Just a reminder that valuations are only slightly higher than their 25-year averages.
Calling this a bubble in stock prices....just doesn't follow.
Yeah, I wouldn't call it a bubble either. If we HAD a bubble, then it already burst when the Dow was over 35,000.
Also, yes manufacturing is down...that makes complete sense regarding where we were with the pandemic and what people put off. People bought STUFF during the pandemic and immediately after. Now, the industries that are booming are tourism; so restaurants, airlines, hotels, etc. Businesses surrounding the wedding industry too are booming (caterers, venues, wedding bands, etc.). We can't just cherry pick an industry and hold that up as an example of a bad economy to follow.
Igy has two things working against him here...#1 he's a permabear, and #2 he is so against the current White House Administration that he can't see straight and he hopes for bad things to come just so the Biden Administration will look bad. Not how things work with either point.
Seems to overpriced to buy in a lot now, but I should def add on any dips.
Getting 4.85% right now in the Marcus savings account (let me know if you want a referral for 4.85%) — which seems pretty solid.
Considering I’m young I should prob risk on. Seems like everybody is waiting, which means “do the opposite” sooner than later.
Def will get a bit back in energy if it drops another 5% from here.
You are a market timer. I don't do that. I have always had a set amount that goes into retirement accounts no matter what, and then (in the past I did this...I don't need to do this anymore) if there were big drops, I would put in MORE. I never held out any money ever waiting for a dip. I also don't take money OUT of the market. I will do that eventually when my wife also retires, but for now, it stays there.
I would agree that 4.85% on a savings account is pretty solid. I'm not in the market for that, but thanks for the offer.
“Igy has two things working against him here...#1 he's a permabear, and #2 he is so against the current White House Administration that he can't see straight and he hopes for bad things to come just so the Biden Administration will look bad. Not how things work with either point.”
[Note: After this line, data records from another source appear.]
//! The ordered rule pipeline that applies document elements onto a
//! descriptor builder.
//!
//! Each rule matches one element shape and mutates the in-progress
//! builder; elements are applied strictly in document order. Rule
//! preconditions — a signature that does not exist on the type, an
//! unknown category token, an unknown property selector — are fatal
//! [`LoadError::Rule`] failures carrying the owning type and the
//! offending identifier. Constructor references are validated eagerly
//! against the type model.

use armature_model::{
	DescriptorKey, ExposingRule as ExposingRuleEntry, InvocationTemplate, LazyValue,
	MethodDescriptor, ParameterDescriptor, PropertyCategory, PropertyDescriptor, PropertySource,
	Signature, StringBag, TypeName, TypeParameter,
};

use crate::document::{
	ConstructorDecl, CreationDecl, DescriptorDoc, DocElement, MethodDecl, MethodPattern,
	MethodRule, ParameterDecl, parse_method_doc, parse_parameter_doc,
};
use crate::error::{LoadError, Result};
use crate::introspect::{TypeModel, decapitalize};
use crate::merge::DescriptorBuilder;
use crate::resource::{ResourceLocator, method_doc_path, parameter_doc_path};
use crate::version::{VersionAxis, resolve_first_valid};

/// Shared context for one level's rule application.
pub struct RuleCtx<'a> {
	/// The type whose descriptor is being built.
	pub ty: &'a TypeName,
	/// The type's structural model.
	pub model: &'a TypeModel,
	/// Identity being built; per-method resources are keyed off it.
	pub key: &'a DescriptorKey,
	/// Resource search path.
	pub locator: &'a ResourceLocator,
	/// Version axes in effect for this type.
	pub axes: &'a [VersionAxis],
}

/// One rule of the pipeline.
pub trait Rule: Send + Sync {
	/// Whether this rule handles `element`.
	fn matches(&self, element: &DocElement) -> bool;

	/// Applies `element` onto the builder.
	fn apply(
		&self,
		element: &DocElement,
		builder: &mut DescriptorBuilder,
		ctx: &RuleCtx<'_>,
	) -> Result<()>;
}

/// The fixed, ordered rule pipeline.
pub fn pipeline() -> Vec<Box<dyn Rule>> {
	vec![
		Box::new(DescriptionRule),
		Box::new(MethodsRule),
		Box::new(ConstructorsRule),
		Box::new(CategoryRule),
		Box::new(PropertyRule),
		Box::new(PropertyTagRule),
		Box::new(MethodPropertyRule),
		Box::new(MethodSinglePropertyRule),
		Box::new(AddPropertyRule),
		Box::new(CreationRule),
		Box::new(MorphTargetsRule),
		Box::new(ExposingRulesRule),
		Box::new(ParametersRule),
	]
}

/// Applies every element of `doc` through the first matching rule.
pub fn apply_document(
	rules: &[Box<dyn Rule>],
	doc: &DescriptorDoc,
	builder: &mut DescriptorBuilder,
	ctx: &RuleCtx<'_>,
) -> Result<()> {
	if let Some(toolkit) = &doc.toolkit {
		builder.toolkit = Some(toolkit.clone());
	}
	if let Some(model_type) = &doc.model_type {
		builder.model_type = Some(TypeName::from(model_type.as_str()));
	}
	for element in &doc.elements {
		let rule = rules
			.iter()
			.find(|r| r.matches(element))
			.ok_or_else(|| LoadError::rule(ctx.ty, "no rule matches document element"))?;
		rule.apply(element, builder, ctx)?;
	}
	Ok(())
}

fn parse_signature(text: &str, ctx: &RuleCtx<'_>) -> Result<Signature> {
	Signature::parse(text).map_err(|e| LoadError::rule(ctx.ty, e.to_string()))
}

fn known_method(signature: &Signature, ctx: &RuleCtx<'_>) -> Result<()> {
	if ctx.model.method(signature).is_none() {
		return Err(LoadError::rule(ctx.ty, format!("unknown method signature '{signature}'")));
	}
	Ok(())
}

fn parse_category(token: &str, ctx: &RuleCtx<'_>) -> Result<PropertyCategory> {
	PropertyCategory::parse(token)
		.ok_or_else(|| LoadError::rule(ctx.ty, format!("unknown category '{token}'")))
}

fn apply_parameter_decl(target: &mut ParameterDescriptor, decl: &ParameterDecl) {
	if let Some(name) = &decl.name {
		target.name = Some(name.clone());
	}
	if let Some(editor) = &decl.editor {
		target.editor = Some(editor.clone());
	}
	if let Some(default) = &decl.default_source {
		target.default_source = Some(default.clone());
	}
	target.is_child |= decl.child;
	target.is_parent |= decl.parent;
	target.is_secondary_child |= decl.secondary_child;
	target.is_secondary_parent |= decl.secondary_parent;
}

struct DescriptionRule;

impl Rule for DescriptionRule {
	fn matches(&self, element: &DocElement) -> bool {
		matches!(element, DocElement::Description(_))
	}

	fn apply(
		&self,
		element: &DocElement,
		builder: &mut DescriptorBuilder,
		_ctx: &RuleCtx<'_>,
	) -> Result<()> {
		let DocElement::Description(text) = element else {
			return Ok(());
		};
		builder.description = Some(text.clone());
		Ok(())
	}
}

struct MethodsRule;

impl MethodsRule {
	fn declare(
		&self,
		decl: &MethodDecl,
		builder: &mut DescriptorBuilder,
		ctx: &RuleCtx<'_>,
	) -> Result<()> {
		let signature = parse_signature(&decl.signature, ctx)?;
		known_method(&signature, ctx)?;

		let return_type =
			ctx.model.method(&signature).and_then(|m| m.return_type.clone());
		let entry = builder.ensure_method(blank_method(&signature, return_type, ctx.ty));
		if let Some(executable) = decl.executable {
			entry.executable = executable;
		}
		for (name, value) in &decl.tags {
			entry.tags.insert(name.clone(), value.clone());
		}
		for param in &decl.parameters {
			apply_indexed(entry, param, &signature, ctx)?;
		}

		// Per-method and per-parameter documents layer on top of the
		// inline declaration.
		let method_doc = resolve_first_valid(
			ctx.locator,
			ctx.axes,
			&method_doc_path(ctx.key, &signature),
			parse_method_doc,
		)?;
		if let Some((doc, _)) = method_doc {
			let entry = builder
				.method_mut(&signature)
				.ok_or_else(|| LoadError::rule(ctx.ty, "method entry vanished during merge"))?;
			for param in &doc.parameters {
				apply_indexed(entry, param, &signature, ctx)?;
			}
		}
		for index in 0..signature.params().len() {
			let param_doc = resolve_first_valid(
				ctx.locator,
				ctx.axes,
				&parameter_doc_path(ctx.key, &signature, index),
				parse_parameter_doc,
			)?;
			if let Some((decl, _)) = param_doc {
				let entry = builder
					.method_mut(&signature)
					.ok_or_else(|| LoadError::rule(ctx.ty, "method entry vanished during merge"))?;
				if let Some(target) = entry.parameters.get_mut(index) {
					apply_parameter_decl(target, &decl);
				}
			}
		}
		Ok(())
	}

	fn include(
		&self,
		pattern: &MethodPattern,
		builder: &mut DescriptorBuilder,
		ctx: &RuleCtx<'_>,
	) -> Result<()> {
		match pattern {
			MethodPattern::Literal(text) => {
				let signature = parse_signature(text, ctx)?;
				known_method(&signature, ctx)?;
				let return_type =
					ctx.model.method(&signature).and_then(|m| m.return_type.clone());
				builder.ensure_method(blank_method(&signature, return_type, ctx.ty));
			}
			MethodPattern::Regex(source) => {
				let regex = compile_regex(source, ctx)?;
				let matching: Vec<_> = ctx
					.model
					.methods
					.iter()
					.filter(|m| m.is_public && !m.is_static)
					.filter(|m| regex.is_match(&m.signature.to_string()))
					.map(|m| (m.signature.clone(), m.return_type.clone()))
					.collect();
				for (signature, return_type) in matching {
					builder.ensure_method(blank_method(&signature, return_type, ctx.ty));
				}
			}
		}
		Ok(())
	}

	fn exclude(
		&self,
		pattern: &MethodPattern,
		builder: &mut DescriptorBuilder,
		ctx: &RuleCtx<'_>,
	) -> Result<()> {
		match pattern {
			MethodPattern::Literal(text) => {
				let signature = parse_signature(text, ctx)?;
				if !builder.remove_method(&signature) {
					return Err(LoadError::rule(
						ctx.ty,
						format!("excluded method '{signature}' is not present"),
					));
				}
			}
			MethodPattern::Regex(source) => {
				let regex = compile_regex(source, ctx)?;
				builder.remove_methods_where(|sig| regex.is_match(sig));
			}
		}
		Ok(())
	}
}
You are just making stuff up, and coloring me with your own biases.
“Igy has two things working against him here...#1 he's a permabear, and #2 he is so against the current White House Administration that he can't see straight and he hopes for bad things to come just so the Biden Administration will look bad. Not how things work with either point.”
You are just making stuff up, and coloring me with your own biases.
I have been vocal in the past and even in recent weeks of the 2017 Republican tax cut, that was not trickle down, and led to new levels of financialization of stock buybacks. I enthusiastically support the increased taxation of buybacks recently proposed by the Biden Administration. You would likely oppose this as a member of the investor class, because you are ethically two faced.
This post was edited 14 minutes after it was posted.